### EXERCISE INPUT
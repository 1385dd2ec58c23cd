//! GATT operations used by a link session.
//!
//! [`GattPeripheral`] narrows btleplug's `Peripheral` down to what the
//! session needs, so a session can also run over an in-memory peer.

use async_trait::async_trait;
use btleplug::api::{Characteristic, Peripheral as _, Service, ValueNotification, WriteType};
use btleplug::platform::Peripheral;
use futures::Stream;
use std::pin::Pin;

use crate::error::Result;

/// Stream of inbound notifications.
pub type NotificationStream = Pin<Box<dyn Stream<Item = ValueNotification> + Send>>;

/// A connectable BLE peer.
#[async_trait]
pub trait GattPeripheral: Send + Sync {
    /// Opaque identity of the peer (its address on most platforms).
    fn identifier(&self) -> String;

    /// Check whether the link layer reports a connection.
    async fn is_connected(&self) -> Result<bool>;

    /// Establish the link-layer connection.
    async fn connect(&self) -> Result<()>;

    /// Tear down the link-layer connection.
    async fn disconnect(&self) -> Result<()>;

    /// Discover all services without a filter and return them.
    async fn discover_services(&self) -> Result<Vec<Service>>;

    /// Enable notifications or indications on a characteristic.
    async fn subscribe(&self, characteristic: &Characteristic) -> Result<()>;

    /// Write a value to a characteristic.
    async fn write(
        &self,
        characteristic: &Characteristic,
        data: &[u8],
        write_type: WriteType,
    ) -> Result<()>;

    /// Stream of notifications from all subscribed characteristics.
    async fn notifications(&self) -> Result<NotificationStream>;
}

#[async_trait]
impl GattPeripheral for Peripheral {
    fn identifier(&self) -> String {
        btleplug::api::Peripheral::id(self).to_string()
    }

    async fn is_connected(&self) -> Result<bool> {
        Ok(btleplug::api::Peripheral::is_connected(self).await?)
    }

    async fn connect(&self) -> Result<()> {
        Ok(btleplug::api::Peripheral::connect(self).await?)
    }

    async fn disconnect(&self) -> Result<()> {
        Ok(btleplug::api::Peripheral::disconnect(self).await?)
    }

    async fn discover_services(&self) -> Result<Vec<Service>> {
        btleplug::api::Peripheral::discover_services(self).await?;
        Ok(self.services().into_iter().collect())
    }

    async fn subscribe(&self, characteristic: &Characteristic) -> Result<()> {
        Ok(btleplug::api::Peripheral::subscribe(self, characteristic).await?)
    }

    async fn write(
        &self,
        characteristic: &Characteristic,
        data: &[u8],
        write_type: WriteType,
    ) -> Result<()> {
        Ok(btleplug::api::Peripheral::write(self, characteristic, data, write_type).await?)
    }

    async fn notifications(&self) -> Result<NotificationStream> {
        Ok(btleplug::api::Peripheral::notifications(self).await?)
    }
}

### TASK ITEM
Which lines in the material above include the string "bool"? Pull them out.

### RESPONSE AREA
    async fn is_connected(&self) -> Result<bool>;
    async fn is_connected(&self) -> Result<bool> {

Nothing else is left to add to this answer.